We return again through season two, which offers a wide range of dramatic events. The season begins as OA tracks dramatic shifts and is reflected in her life after a childhood accident, as there appear to be new confrontations away from home. On the other hand, there is a new journalist starting to make a new offer to the family where things change. Meanwhile, there seems to be a painful dilemma that gives OA a new perspective on a new plight for the group.
The only thing I'm sure of when it comes to The OA is that the process of watching and experiencing an episode is unlike the viewing of any other show on TV and, good or bad, there's value in that.
It's compelling -- or at least it is once it gets going -- but it's a very different beast to season one, swapping out ambiguity for hard sci-fi fantasy.

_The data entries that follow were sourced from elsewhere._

// Copyright (C) 2025 Vince Vasta
// SPDX-License-Identifier: Apache-2.0

//! Meld types.
use serde::{Deserialize, Serialize};
use std::fmt;

use knock_cards::Card;

use crate::HandError;

/// The kind of a meld.
#[derive(Debug, Clone, Copy, PartialEq, Eq, Hash, Serialize, Deserialize)]
pub enum MeldKind {
    /// Three or four cards of the same rank.
    Group,
    /// Three or more cards of the same suit with contiguous ranks.
    Run,
}

/// A valid meld of at least three matched cards.
///
/// A meld is immutable once created, removing a card from a matched hand
/// dissolves the whole meld instead of shrinking it. Melds are built with the
/// validated [Meld::group] and [Meld::run] factories, or created and
/// registered in a hand with [Hand::create_group](crate::Hand::create_group)
/// and [Hand::create_run](crate::Hand::create_run).
#[derive(Debug, Clone, PartialEq, Eq, Serialize, Deserialize)]
pub struct Meld {
    kind: MeldKind,
    cards: Vec<Card>,
}

impl Meld {
    /// The minimum number of cards in a meld.
    pub const MIN_SIZE: usize = 3;

    /// Creates a group of at least three cards of the same rank.
    pub fn group<I>(cards: I) -> Result<Self, HandError>
    where
        I: IntoIterator<Item = Card>,
    {
        let mut cards = cards.into_iter().collect::<Vec<_>>();
        cards.sort();

        if cards.len() < Self::MIN_SIZE {
            return Err(HandError::InvalidMeld("a group needs at least three cards"));
        }

        if cards.windows(2).any(|w| w[0] == w[1]) {
            return Err(HandError::InvalidMeld("group cards must be distinct"));
        }

        if cards.windows(2).any(|w| w[0].rank() != w[1].rank()) {
            return Err(HandError::InvalidMeld("group cards must have the same rank"));
        }

        Ok(Self {
            kind: MeldKind::Group,
            cards,
        })
    }

    /// Creates a run of at least three cards of the same suit with contiguous
    /// ascending ranks.
    pub fn run<I>(cards: I) -> Result<Self, HandError>
    where
        I: IntoIterator<Item = Card>,
    {
        let mut cards = cards.into_iter().collect::<Vec<_>>();
        cards.sort();

        if cards.len() < Self::MIN_SIZE {
            return Err(HandError::InvalidMeld("a run needs at least three cards"));
        }

        if cards.windows(2).any(|w| w[0].suit() != w[1].suit()) {
            return Err(HandError::InvalidMeld("run cards must have the same suit"));
        }

        if cards.windows(2).any(|w| w[0].rank().succ() != Some(w[1].rank())) {
            return Err(HandError::InvalidMeld("run ranks must be contiguous"));
        }

        Ok(Self {
            kind: MeldKind::Run,
            cards,
        })
    }

    /// Creates a meld from cards known to form a valid meld of `kind`.
    pub(crate) fn new_unchecked(kind: MeldKind, mut cards: Vec<Card>) -> Self {
        cards.sort();
        Self { kind, cards }
    }

    /// The meld kind.
    pub fn kind(&self) -> MeldKind {
        self.kind
    }

    /// Checks if this meld is a group.
    pub fn is_group(&self) -> bool {
        self.kind == MeldKind::Group
    }

    /// Checks if this meld is a run.
    pub fn is_run(&self) -> bool {
        self.kind == MeldKind::Run
    }

    /// Checks if this meld contains a card.
    pub fn contains(&self, card: Card) -> bool {
        self.cards.contains(&card)
    }

    /// The number of cards in this meld.
    pub fn len(&self) -> usize {
        self.cards.len()
    }

    /// Always false, a meld holds at least three cards.
    pub fn is_empty(&self) -> bool {
        self.cards.is_empty()
    }

    /// The meld cards in sorted order.
    pub fn cards(&self) -> &[Card] {
        &self.cards
    }

    /// Iterates over the meld cards.
    pub fn iter(&self) -> impl Iterator<Item = Card> + '_ {
        self.cards.iter().copied()
    }

    /// The total point value of the meld cards.
    pub fn score(&self) -> u32 {
        self.cards.iter().map(|c| c.score()).sum()
    }

    /// Checks if a card would complete or extend this meld.
    ///
    /// A card completes a group if it has the group rank, and a run if it has
    /// the run suit and the rank right below or right above the run ends.
    pub fn completed_by(&self, card: Card) -> bool {
        match self.kind {
            MeldKind::Group => card.rank() == self.cards[0].rank(),
            MeldKind::Run => {
                let low = self.cards[0];
                let high = self.cards[self.cards.len() - 1];
                card.suit() == low.suit()
                    && (card.rank().succ() == Some(low.rank())
                        || high.rank().succ() == Some(card.rank()))
            }
        }
    }
}

impl fmt::Display for Meld {
    fn fmt(&self, f: &mut fmt::Formatter<'_>) -> fmt::Result {
        write!(f, "[")?;
        for (idx, card) in self.cards.iter().enumerate() {
            if idx > 0 {
                write!(f, " ")?;
            }
            write!(f, "{card}")?;
        }
        write!(f, "]")
    }
}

Ben-Adir is great here, with his seen-it-all shrug and effortless cool, and his presence gives us a viewer surrogate who's just as confused and exasperated by all this pseudoscientific mumbo-jumbo as we are.
There are moments in Part II that are so visually and conceptually bold... There are other moments that skirt so close to the pretentious and ridiculous that they made me think I might actually transform into the eye-roll emoji.
This time it feels worth it. And it turns out, if you were one of the viewers who believed, who left that door open for The OA all these years, you might have welcomed some bonafide, baffling magic into your home.
It's hard not to appreciate the grand scale of what Marling and Batmanglij are attempting to do, even if it's difficult at times to discern what, exactly, that's supposed to be.
Events, characters and half-formed ideas are thrown at the screen then abandoned in favour of fresh mysteries, the show infinitely rolling out a carpet of kookiness.